为什么高收入可能不会持续:从行业红利到时代红利 | 螺丝钉带你读书
银行螺丝钉· 2025-05-31 13:52
Core Viewpoint - The article discusses the concept of "era dividends," emphasizing the different stages of industry development and the opportunities and challenges they present for individuals and companies [4][11]. Industry Dividend Periods - **Startup Phase (0-5%)**: In this initial stage, small entrepreneurial teams innovate to meet customer needs, while large companies are less involved due to limited profit potential [6]. This phase is characterized by high risk for founders [7]. - **High Growth Phase (5%-30%)**: As the industry matures, larger companies enter the market, leading to rapid growth and increased demand for professionals. During this period, personal income can grow significantly, often outpacing average societal growth [8][9]. - **Mature Phase (30% and above)**: The competitive landscape stabilizes, with a few leading companies dominating the market.
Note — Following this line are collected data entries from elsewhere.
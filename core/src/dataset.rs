//! The transaction table and its column schema.
//!
//! A table is typed by how it stores dates: the generator emits
//! `RawTable` (unvalidated calendar triples) and the cleaner turns it
//! into `CleanTable` (`NaiveDateTime`). Only a clean table reaches the
//! analyzer.
//!
//! RULE: `total` is never stored. It is recomputed from
//! `unit_price * quantity` on every read.

use crate::types::{AccountId, Amount};
use chrono::NaiveDateTime;
use serde::{Deserialize, Serialize};
use std::fmt;

// ── Schema ───────────────────────────────────────────────────────────────────

/// Every column of the table, in report order.
#[derive(Debug, Clone, Copy, PartialEq, Eq, Hash, Serialize, Deserialize)]
#[serde(rename_all = "snake_case")]
pub enum Column {
    AccountId,
    Branch,
    City,
    CustomerType,
    Gender,
    ProductCategory,
    UnitPrice,
    Quantity,
    Date,
    Total,
}

impl Column {
    pub const ALL: [Column; 10] = [
        Column::AccountId,
        Column::Branch,
        Column::City,
        Column::CustomerType,
        Column::Gender,
        Column::ProductCategory,
        Column::UnitPrice,
        Column::Quantity,
        Column::Date,
        Column::Total,
    ];

    /// Columns that enter the correlation matrix, in matrix order.
    pub const NUMERIC: [Column; 3] = [Column::UnitPrice, Column::Quantity, Column::Total];

    pub fn name(&self) -> &'static str {
        match self {
            Self::AccountId => "account_id",
            Self::Branch => "branch",
            Self::City => "city",
            Self::CustomerType => "customer_type",
            Self::Gender => "gender",
            Self::ProductCategory => "product_category",
            Self::UnitPrice => "unit_price",
            Self::Quantity => "quantity",
            Self::Date => "date",
            Self::Total => "total",
        }
    }
}

impl fmt::Display for Column {
    fn fmt(&self, f: &mut fmt::Formatter<'_>) -> fmt::Result {
        f.pad(self.name())
    }
}

/// Resolved storage type of a column.
#[derive(Debug, Clone, Copy, PartialEq, Eq, Serialize, Deserialize)]
#[serde(rename_all = "snake_case")]
pub enum ColumnType {
    Text,
    Categorical,
    Float64,
    Int64,
    Date,
    DateTime,
}

impl fmt::Display for ColumnType {
    fn fmt(&self, f: &mut fmt::Formatter<'_>) -> fmt::Result {
        let label = match self {
            Self::Text => "text",
            Self::Categorical => "categorical",
            Self::Float64 => "float64",
            Self::Int64 => "int64",
            Self::Date => "date",
            Self::DateTime => "datetime",
        };
        f.pad(label)
    }
}

// ── Dates ────────────────────────────────────────────────────────────────────

/// A calendar triple as drawn by the generator. Not validated:
/// `2023-02-30` is representable here and rejected by the cleaner.
#[derive(Debug, Clone, Copy, PartialEq, Eq, Serialize, Deserialize)]
pub struct RawDate {
    pub year: i32,
    pub month: u32,
    pub day: u32,
}

impl fmt::Display for RawDate {
    fn fmt(&self, f: &mut fmt::Formatter<'_>) -> fmt::Result {
        write!(f, "{:04}-{:02}-{:02}", self.year, self.month, self.day)
    }
}

/// A date representation that can live in the `date` column.
pub trait DateCell: Clone + fmt::Debug {
    const COLUMN_TYPE: ColumnType;
}

impl DateCell for RawDate {
    const COLUMN_TYPE: ColumnType = ColumnType::Date;
}

impl DateCell for NaiveDateTime {
    const COLUMN_TYPE: ColumnType = ColumnType::DateTime;
}

// ── Records ──────────────────────────────────────────────────────────────────

#[derive(Debug, Clone, PartialEq, Serialize, Deserialize)]
pub struct Transaction<D> {
    pub account_id: AccountId,
    pub branch: String,
    pub city: String,
    pub customer_type: String,
    pub gender: String,
    pub product_category: String,
    pub unit_price: f64,
    pub quantity: u32,
    pub date: D,
}

pub type RawTransaction = Transaction<RawDate>;
pub type CleanTransaction = Transaction<NaiveDateTime>;

impl<D> Transaction<D> {
    /// Revenue of this sale.
    pub fn total(&self) -> Amount {
        self.unit_price * f64::from(self.quantity)
    }

    /// Value of a numeric column, `None` for non-numeric columns.
    pub fn numeric(&self, column: Column) -> Option<f64> {
        match column {
            Column::UnitPrice => Some(self.unit_price),
            Column::Quantity => Some(f64::from(self.quantity)),
            Column::Total => Some(self.total()),
            _ => None,
        }
    }

    /// Value of a text column, `None` for non-text columns.
    pub fn text(&self, column: Column) -> Option<&str> {
        match column {
            Column::AccountId => Some(&self.account_id),
            Column::Branch => Some(&self.branch),
            Column::City => Some(&self.city),
            Column::CustomerType => Some(&self.customer_type),
            Column::Gender => Some(&self.gender),
            Column::ProductCategory => Some(&self.product_category),
            _ => None,
        }
    }

    /// Same record with its date replaced.
    pub fn with_date<E>(self, date: E) -> Transaction<E> {
        Transaction {
            account_id: self.account_id,
            branch: self.branch,
            city: self.city,
            customer_type: self.customer_type,
            gender: self.gender,
            product_category: self.product_category,
            unit_price: self.unit_price,
            quantity: self.quantity,
            date,
        }
    }
}

// ── Table ────────────────────────────────────────────────────────────────────

#[derive(Debug, Clone, PartialEq)]
pub struct Table<D> {
    rows: Vec<Transaction<D>>,
}

pub type RawTable = Table<RawDate>;
pub type CleanTable = Table<NaiveDateTime>;

impl<D> Table<D> {
    pub fn new(rows: Vec<Transaction<D>>) -> Self {
        Self { rows }
    }

    pub fn rows(&self) -> &[Transaction<D>] {
        &self.rows
    }

    pub fn into_rows(self) -> Vec<Transaction<D>> {
        self.rows
    }

    pub fn len(&self) -> usize {
        self.rows.len()
    }

    pub fn is_empty(&self) -> bool {
        self.rows.is_empty()
    }

    /// Materialize a numeric column. Empty for non-numeric columns.
    pub fn numeric_column(&self, column: Column) -> Vec<f64> {
        self.rows.iter().filter_map(|r| r.numeric(column)).collect()
    }

    pub fn totals(&self) -> Vec<Amount> {
        self.numeric_column(Column::Total)
    }
}

#[cfg(test)]
mod tests {
    use super::*;

    fn sample() -> RawTransaction {
        Transaction {
            account_id: "ACC-0001".into(),
            branch: "A".into(),
            city: "Kazan".into(),
            customer_type: "Member".into(),
            gender: "Female".into(),
            product_category: "Home".into(),
            unit_price: 12.5,
            quantity: 4,
            date: RawDate { year: 2023, month: 3, day: 9 },
        }
    }

    #[test]
    fn total_tracks_price_and_quantity() {
        let mut txn = sample();
        assert_eq!(txn.total(), 50.0);
        txn.quantity = 2;
        assert_eq!(txn.total(), 25.0);
    }

    #[test]
    fn numeric_accessor_covers_exactly_three_columns() {
        let txn = sample();
        let numeric: Vec<Column> = Column::ALL
            .into_iter()
            .filter(|c| txn.numeric(*c).is_some())
            .collect();
        assert_eq!(numeric, Column::NUMERIC.to_vec());
    }

    #[test]
    fn raw_date_formats_zero_padded() {
        assert_eq!(sample().date.to_string(), "2023-03-09");
    }
}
This results in an oversupply of professionals, leading to slower income growth and potential layoffs [10]. Recent Era Dividends - The last few decades have seen widespread era dividends driven by globalization, urbanization, and technological advancements. For instance, joining the WTO spurred rapid growth in domestic manufacturing, transitioning from low-end to high-end industries [11][12]. - Urbanization led to a real estate boom, benefiting various related sectors and significantly increasing wealth accumulation for many [12][13]. - Technological progress, particularly in the internet and AI sectors, has also resulted in explosive salary growth for professionals in these fields [13]. Conclusion on Era Dividends - Era dividends are finite, and every industry will eventually reach a saturation point. Individuals should be aware of the cyclical nature of income growth and prepare for future changes by saving during high-growth periods [15][16]. - New era dividends will continue to emerge, with disruptive innovations occurring approximately every 10-20 years, providing new opportunities for each generation [18][19]. - The current economic landscape suggests a reduction in high-growth sectors, prompting individuals to consider their strategies for future success [20][22].